The dealer confirmations were the first challenge. In the days of circular dial phones and poor telephonic connectivity, countless hours were spent trying to connect on STD and making sense of long telexes. I would end the day with an aching finger from dialling and tired feet running up one floor to check the nth revisions to dealer lists pouring in from 18 odd branch offices on the teleprinter 

The Corporate film and senior's presentations had its own set of challenges. You would sit around drinking several cups of coffee with your agency, only to be called past eight in the evening and having the slide matter or the script changed. So what's the big deal, our new age marketing officer would ask. Well, both presentation and film would be put together on 35 mm slides and each slide had a little over a 24 hour turn around window. As the conference deadline grew closer, you finally had your agency take the last edit call but not before you the poor officer had lost some hair and shouted yourself hoarse. Bosses over the years have not changed in their finicky attention to detail on such matters, thankfully the technology has changed to handle on-line edits! 

A 35 mm slide projector could be like a bad dream remembered for many years. This is one space I found Murphy work overtime. Invariably, that one senior who had the longest presentation would also be the most finicky in the lot. In our case it was our R&D Chief. His technical slides, always carefully numbered would see a sequencing change and or additions after each presentation round. You would stay up late putting it in place and then have to walk him through the lot just before breakfast. After all this, the carousel would jam or for some odd reason (maybe for luck) there would be one important slide upside down.

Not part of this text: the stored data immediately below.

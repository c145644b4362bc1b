//! General functionality for the `sensor-uplink` workspace
//!
//! Holds the data model shared by the acquisition pipeline and its adapters
//! (channels, samples, batches, session state) together with the ports the
//! pipeline talks to: the upload endpoint, the session collaborator and the
//! time source used to stamp samples.

pub mod constants;
pub mod errors;

#[doc(hidden)]
pub mod traits;
#[doc(hidden)]
pub mod types;

// Re-export traits
#[doc(inline)]
pub use traits::{Notifiable, SessionPort, TimeSource, UploadPort};

// Re-export types
#[doc(inline)]
pub use errors::UploadError;
#[doc(inline)]
pub use types::{
    Ack, Batch, Callback, Channel, Destination, ManualClock, MonotonicClock, RawEvent, Sample,
    Session, SessionClock, UploadReport, XYZ,
};
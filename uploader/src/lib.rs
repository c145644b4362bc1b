//! # Crate uploader-rs
//!
//! ## uploader-rs
//!
//! The `uploader-rs` crate ships serialized sensor batches to the remote collector.
//!
//! Features include:
//! - Multipart CSV upload of one batch per request, tagged with a destination bucket.
//! - Walking-session start/finish announcements as JSON.
//! - Mock adapters with scripted outcomes, so retry policies can be exercised without a network.
//!
//! Nothing in this crate retries: every call is a single attempt and the outcome is
//! reported to the caller, which owns the retry policy.

pub mod adapters;
pub mod config;
pub mod constants;
mod http_client;
pub(crate) mod models;
pub mod services;

pub use adapters::mock::{MockSessionNotifier, MockUploader, UploadCall};
pub use adapters::noop::NoopSessionNotifier;
pub use adapters::production::{HttpSessionNotifier, HttpUploader};
pub use config::{SessionConfig, UploadConfig};
pub use services::{build_session_notifier, build_uploader, SessionNotifier};
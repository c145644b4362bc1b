use std::sync::Mutex;

use common::constants::N_CHANNELS;
use common::types::{Batch, Channel, Sample};

use crate::utils::lock;

/// In-memory accumulator with one independent buffer per channel.
///
/// Each channel is guarded by its own mutex, so sensor callbacks for one
/// channel never contend with a snapshot or clear of the other. Buffers only
/// grow at the back and shrink from the front, preserving arrival order.
#[derive(Debug, Default)]
pub struct SampleBuffer {
    channels: [Mutex<Vec<Sample>>; N_CHANNELS],
}

impl SampleBuffer {
    pub fn new() -> Self {
        Self::default()
    }

    /// Appends `sample` to the buffer of its channel.
    pub fn append(&self, sample: Sample) {
        lock(self.slot(sample.channel())).push(sample);
    }

    /// Copy of everything currently buffered for `channel`. The buffer is left untouched.
    pub fn snapshot(&self, channel: Channel) -> Batch {
        let rows = lock(self.slot(channel)).clone();
        Batch::new(channel, rows)
    }

    /// Drops the oldest `count` samples of `channel` and returns how many were removed.
    ///
    /// Samples appended after the matching snapshot survive. A `count` larger than
    /// the buffer empties it.
    pub fn clear_exported(&self, channel: Channel, count: usize) -> usize {
        let mut buffer = lock(self.slot(channel));
        let removed = count.min(buffer.len());
        buffer.drain(..removed);
        removed
    }

    pub fn len(&self, channel: Channel) -> usize {
        lock(self.slot(channel)).len()
    }

    pub fn is_empty(&self, channel: Channel) -> bool {
        self.len(channel) == 0
    }

    fn slot(&self, channel: Channel) -> &Mutex<Vec<Sample>> {
        &self.channels[channel.index()]
    }
}
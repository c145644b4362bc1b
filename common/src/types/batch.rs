use crate::types::{Channel, Sample};

/// Read-only snapshot of one channel's buffered samples, taken at one tick.
#[derive(Debug, Clone, PartialEq)]
pub struct Batch {
    channel: Channel,
    rows: Vec<Sample>,
}

impl Batch {
    pub fn new(channel: Channel, rows: Vec<Sample>) -> Self {
        Self { channel, rows }
    }

    pub fn empty(channel: Channel) -> Self {
        Self::new(channel, Vec::new())
    }

    pub fn channel(&self) -> Channel {
        self.channel
    }

    pub fn rows(&self) -> &[Sample] {
        &self.rows
    }

    /// Number of rows, which is also the count to acknowledge once the batch is delivered.
    pub fn len(&self) -> usize {
        self.rows.len()
    }

    pub fn is_empty(&self) -> bool {
        self.rows.is_empty()
    }

    pub fn iter(&self) -> impl Iterator<Item = &Sample> {
        self.rows.iter()
    }
}
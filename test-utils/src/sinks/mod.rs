mod recorder;
mod sample_sink;

pub use recorder::Recorder;
pub use sample_sink::SampleSink;
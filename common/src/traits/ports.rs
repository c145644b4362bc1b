use async_trait::async_trait;

use crate::errors::UploadError;
use crate::types::{Ack, Destination};

#[async_trait]
pub trait UploadPort: Send + Sync {
    /// Ships one serialized batch to `destination` as a single request.
    /// Returns Network error if no response was received, and ServerRejected
    /// if the server answered with a non-2xx status. Never retries.
    async fn upload(
        &self,
        batch_bytes: Vec<u8>,
        batch_name: &str,
        destination: &Destination,
    ) -> Result<Ack, UploadError>;
}

#[async_trait]
pub trait SessionPort: Send + Sync {
    /// Announces the beginning of a sensing session to the collector.
    async fn session_started(&self) -> Result<Ack, UploadError>;

    /// Announces the end of a sensing session to the collector.
    async fn session_finished(&self) -> Result<Ack, UploadError>;
}
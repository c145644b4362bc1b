use dashmap::DashMap;
use std::sync::Arc;

use common::errors::UploadError;
use common::types::{Ack, Channel, UploadReport};

/// Delivery record of one channel, for operators watching the uplink.
#[derive(Debug, Clone, Default, PartialEq)]
pub struct UploadHealth {
    pub last_outcome: Option<Result<Ack, UploadError>>,
    /// Failed attempts since the last success.
    pub consecutive_failures: u32,
    pub attempts: u64,
    pub delivered_rows: u64,
}

impl UploadHealth {
    pub fn is_healthy(&self) -> bool {
        self.consecutive_failures == 0
    }

    fn record(&mut self, report: &UploadReport) {
        self.attempts += 1;
        match &report.outcome {
            Ok(_) => {
                self.consecutive_failures = 0;
                self.delivered_rows += report.rows as u64;
            }
            Err(_) => self.consecutive_failures += 1,
        }
        self.last_outcome = Some(report.outcome.clone());
    }
}

#[derive(Clone, Default)]
pub(crate) struct HealthMonitor {
    board: Arc<DashMap<Channel, UploadHealth>>,
}

impl HealthMonitor {
    pub(crate) fn new() -> Self {
        Self::default()
    }

    pub(crate) fn record(&self, report: &UploadReport) {
        self.board.entry(report.channel).or_default().record(report);
    }

    pub(crate) fn get(&self, channel: Channel) -> UploadHealth {
        self.board
            .get(&channel)
            .map(|entry| entry.value().clone())
            .unwrap_or_default()
    }
}

#[cfg(test)]
mod tests {
    use super::*;

    fn report(channel: Channel, rows: usize, outcome: Result<Ack, UploadError>) -> UploadReport {
        UploadReport {
            channel,
            batch_name: channel.default_batch_name().to_string(),
            rows,
            outcome,
        }
    }

    #[test]
    fn test_unknown_channel_is_default() {
        let monitor = HealthMonitor::new();
        let health = monitor.get(Channel::Gyro);
        assert_eq!(health, UploadHealth::default());
        assert!(health.is_healthy());
    }

    #[test]
    fn test_failures_then_recovery() {
        let monitor = HealthMonitor::new();
        let rejected = Err(UploadError::ServerRejected { status_code: 500 });
        monitor.record(&report(Channel::Accel, 3, rejected.clone()));
        monitor.record(&report(Channel::Accel, 5, rejected.clone()));

        let health = monitor.get(Channel::Accel);
        assert_eq!(health.consecutive_failures, 2);
        assert_eq!(health.delivered_rows, 0);
        assert_eq!(health.last_outcome, Some(rejected));
        assert!(!health.is_healthy());

        monitor.record(&report(Channel::Accel, 7, Ok(Ack { status: 200 })));
        let health = monitor.get(Channel::Accel);
        assert_eq!(health.consecutive_failures, 0);
        assert_eq!(health.attempts, 3);
        assert_eq!(health.delivered_rows, 7);
        // the other channel is untouched
        assert_eq!(monitor.get(Channel::Gyro).attempts, 0);
    }
}
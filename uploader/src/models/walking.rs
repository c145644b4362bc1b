use serde::Serialize;

/// Body of the walking-session start announcement.
#[derive(Debug, Clone, PartialEq, Eq, Serialize)]
#[serde(rename_all = "camelCase")]
pub(crate) struct StartWalkingData {
    pub(crate) pedestrian_id: String,
    pub(crate) floor_map_id: String,
}

/// Body of the walking-session finish announcement.
#[derive(Debug, Clone, PartialEq, Eq, Serialize)]
#[serde(rename_all = "camelCase")]
pub(crate) struct FinishWalkingData {
    pub(crate) trajectory_id: String,
}

#[cfg(test)]
mod tests {
    use super::*;

    #[test]
    fn test_start_walking_wire_format() {
        let data = StartWalkingData {
            pedestrian_id: "p-1".to_string(),
            floor_map_id: "f-2".to_string(),
        };
        assert_eq!(
            serde_json::to_value(&data).unwrap(),
            serde_json::json!({"pedestrianId": "p-1", "floorMapId": "f-2"})
        );
    }

    #[test]
    fn test_finish_walking_wire_format() {
        let data = FinishWalkingData {
            trajectory_id: String::new(),
        };
        assert_eq!(
            serde_json::to_value(&data).unwrap(),
            serde_json::json!({"trajectoryId": ""})
        );
    }
}
//! Helpers shared by the workspace tests and demos: a reader for uploaded
//! batches, sinks recording what listeners receive and a simulated sensor.

pub mod csv_loader;
pub mod sensors;
pub mod sinks;

pub use sensors::SimulatedSensor;
pub use sinks::{Recorder, SampleSink};
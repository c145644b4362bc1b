use common::Channel;
use pipeline_rs::{run_service, PipelineConfig, StagingPolicy};
use test_utils::SimulatedSensor;
use wiremock::matchers::{body_string_contains, method, path};
use wiremock::{Mock, MockServer, ResponseTemplate};

fn config_for(server: &MockServer, staging_dir: &std::path::Path, tick_ms: u64) -> PipelineConfig {
    let toml = format!(
        r#"
tick_interval_ms = {}
flush_on_stop = true
staging_dir = "{}"
staging_policy = "refuse"

[upload]
base_url = "{}"

[session]
pedestrian_id = "ped-1"
floor_map_id = "map-1"
trajectory_id = "traj-1"
"#,
        tick_ms,
        staging_dir.display(),
        server.uri()
    );
    PipelineConfig::from_toml_str(&toml).unwrap()
}

#[tokio::test]
async fn test_session_uploads_to_collector() {
    let server = MockServer::start().await;
    let staging = tempfile::tempdir().unwrap();

    Mock::given(method("POST"))
        .and(path("/api/walking/start"))
        .respond_with(ResponseTemplate::new(200))
        .expect(1)
        .mount(&server)
        .await;
    Mock::given(method("POST"))
        .and(path("/api/walking/finish"))
        .respond_with(ResponseTemplate::new(200))
        .expect(1)
        .mount(&server)
        .await;
    Mock::given(method("POST"))
        .and(path("/api/health/minio/csv"))
        .and(body_string_contains("t,x,y,z\n"))
        .and(body_string_contains("android"))
        .respond_with(ResponseTemplate::new(200))
        .mount(&server)
        .await;

    let config = config_for(&server, staging.path(), 100);
    assert_eq!(config.staging_policy, StagingPolicy::Refuse);
    let pipeline = run_service(config).unwrap();
    pipeline.start().unwrap();

    let mut sensor = SimulatedSensor::new(11, 0.02).unwrap();
    for event in sensor.events(20) {
        pipeline.on_event(event);
    }
    tokio::time::sleep(std::time::Duration::from_millis(350)).await;

    for upload in pipeline.stop() {
        assert!(upload.await.unwrap().is_success());
    }
    // let the finish announcement go out before the server verifies
    tokio::time::sleep(std::time::Duration::from_millis(100)).await;

    assert_eq!(pipeline.buffered(Channel::Accel), 0);
    assert_eq!(pipeline.buffered(Channel::Gyro), 0);
    assert_eq!(pipeline.upload_health(Channel::Accel).delivered_rows, 20);
    assert_eq!(pipeline.upload_health(Channel::Gyro).delivered_rows, 20);
    // staging files are removed once delivered
    assert_eq!(std::fs::read_dir(staging.path()).unwrap().count(), 0);
}

#[tokio::test]
async fn test_collector_down_keeps_samples() {
    let server = MockServer::start().await;
    let staging = tempfile::tempdir().unwrap();

    Mock::given(method("POST"))
        .and(path("/api/health/minio/csv"))
        .respond_with(ResponseTemplate::new(503))
        .mount(&server)
        .await;
    Mock::given(method("POST"))
        .respond_with(ResponseTemplate::new(200))
        .mount(&server)
        .await;

    let pipeline = run_service(config_for(&server, staging.path(), 60_000)).unwrap();
    pipeline.start().unwrap();
    let mut sensor = SimulatedSensor::new(5, 0.02).unwrap();
    for event in sensor.events(4) {
        pipeline.on_event(event);
    }

    for upload in pipeline.on_tick() {
        assert!(!upload.await.unwrap().is_success());
    }
    assert_eq!(pipeline.buffered(Channel::Accel), 4);
    assert_eq!(pipeline.buffered(Channel::Gyro), 4);

    // the staged copy of the failed batch stays until a later success
    let staged = test_utils::csv_loader::load_batch(
        Channel::Accel,
        staging.path().join("acc_sensor_data.csv"),
    )
    .unwrap();
    assert_eq!(staged.len(), 4);
    pipeline.stop();
}
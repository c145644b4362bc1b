//! # Crate publisher
//!
//! ## publisher
//!
//! The `publisher` crate provides a mechanism for registering and notifying listeners
//! of new events of type `T`, plus the board holding the latest sample of every
//! channel for display collaborators that prefer polling.
//!
//! Listeners are invoked synchronously from the thread that publishes, so they
//! must be cheap: the sample publisher sits on the sensor callback path.
//!
//! ### Example
//!
//! ```
//! use std::sync::Arc;
//! use publisher::{Listener, Publishable, Publisher};
//!
//! let publisher = Publisher::<String>::new();
//!
//! // Register a listener
//! let mut listener = Listener::new(|_id, data: Arc<String>| {
//!     println!("Listener received: {}", data);
//! });
//! let listener_id = publisher.register_listener(&mut listener);
//!
//! // Notify all listeners
//! publisher.notify_listeners(Arc::new("Hello, World!".to_string()));
//!
//! // Unregister the listener
//! publisher.unregister_listener(listener_id).expect("Failed to unregister listener");
//! assert!(publisher.is_empty());
//! ```

pub mod latest;
pub mod listener;
pub mod macros;
pub mod publisher;
pub mod publisher_manager;

pub use latest::LatestSamples;
pub use listener::Listener;
pub use publisher::{Publishable, Publisher, PublisherError};
pub use publisher_manager::PublisherManager;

In retrospect, I believe, our seniors in those days had some misguided understanding that dealers participated in such events to stand educated on the company and its products. I have learnt, over the years that some dealers still do - a small minority.

Thankfully, things began to change in the early nineties. Probably agencies realised the phenomenal time involvement and moved to a facilitator role between the emerging event management companies and the client. It was as recent as 2015 when we had a reputed Travel Agent also bring in their event management arm (outsourced) and provide an end- to- end experience

Change has defined everything we do at these events now and competition within the professional event management companies are charging up the show with innovations. 3-D invites are passé, move over for that micro video invite on WhatsApp. Corporate story is now beamed on laser or giant LED screens. Your airlines could welcome your dealers on board with a personalised branded cup cake. Lamp lighting is virtual and not a struggle on stage with soggy cotton bits that refuse to light. No heavy podium and microphones - you now have practically invisible microphones that make you feel like Shah Rukh at a film event. Finally,  accept that your dealer only comes for the entertainment and give him that heavy duty Bollywood. A Salman or Katrina - budgets permitting or a dance troupe in Bangkok or Colombo dancing to Baby Doll or closer home the Beat Busters - content remaining the same.

The singular thing I miss in all this change is the after-party with your Agency team. That time, when you sat together, and laughed over the previous month's tension and congratulated yourselves on those narrow misses. It forged a bonding and more importantly a deep understanding about the company, products, production processes, network, business results, strategy. In short, everything that remained crucial to continuous ideation and not each campaign being a discrete event that needs to start with a written brief.